The Declaration of Human Rights has only moral authority. Many non-governmental organizations working within countries have played an important role in keeping a check on any abuses made to human rights. Amnesty International keeps a watch on the violation of human rights. Its headquarters is located in London.

Violation of Human Rights

  • Violation of human rights refers to the denial of basic human rights to the people. Some examples of human rights violation include genocide, medical experimentation, forced labour, forcible relocations, torture, slavery, discriminations on the basis of religion, race, ethnicity, race or gender.
  • Massacres and genocide are some gravest violations of the right to life. Genocide refers to the selective killing of the people belonging to particular racial, ethnic or religious groups.

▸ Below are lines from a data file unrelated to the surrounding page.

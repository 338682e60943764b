//! Scan destinations.
//!
//! A scan copies values of the current row into caller-owned destinations.
//! Plain values are assigned positionally through [`ScanTarget`]. A struct
//! that implements [`Record`] (usually through `#[derive(Record)]`) is filled
//! by column name instead: each column name is normalized with
//! [`naming::field_key`](mssql_types::naming::field_key) and matched against
//! the normalized field names.

use mssql_types::{FromSql, SqlValue, TypeError};

/// Something a single column value can be scanned into.
pub trait ScanTarget {
    /// Convert and store `value`.
    fn assign(&mut self, value: &SqlValue) -> Result<(), TypeError>;

    /// This destination as a record, when it is filled by column name.
    fn as_record(&mut self) -> Option<&mut dyn Record> {
        None
    }
}

impl<T: FromSql> ScanTarget for T {
    fn assign(&mut self, value: &SqlValue) -> Result<(), TypeError> {
        *self = T::from_sql(value)?;
        Ok(())
    }
}

/// A struct filled by column name.
pub trait Record {
    /// Assign `value` to the field that column `column` maps to.
    ///
    /// Returns `Ok(false)` when no field maps to the column.
    fn assign_column(&mut self, column: &str, value: &SqlValue) -> Result<bool, TypeError>;
}

#[cfg(test)]
#[allow(clippy::unwrap_used)]
mod tests {
    use super::*;

    #[test]
    fn test_plain_values_assign_through_from_sql() {
        let mut id = 0i32;
        let mut name: Option<String> = Some("x".into());
        id.assign(&SqlValue::BigInt(42)).unwrap();
        name.assign(&SqlValue::Null).unwrap();
        assert_eq!(id, 42);
        assert_eq!(name, None);
        assert!(id.as_record().is_none());
    }

    #[test]
    fn test_null_into_non_option_is_an_error() {
        let mut id = 7i64;
        assert_eq!(
            id.assign(&SqlValue::Null),
            Err(TypeError::UnexpectedNull("i64"))
        );
        assert_eq!(id, 7);
    }
}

  • Many human rights violations take place during wars. War crimes include taking hostages, firing at civilians, hospitals and schools.
  • Women and girls are most vulnerable to human rights violations. It includes rape, sexual assaults, humiliation, prostitution, domestic violence and denial of political rights.
  • Children are also denied rights when they are used as soldiers, as well as when they are subject to child labour, child torture, inhuman conditions in juvenile homes and physical and sexual violence.
  • Human rights violation can be checked by building awareness among the people against human rights violation.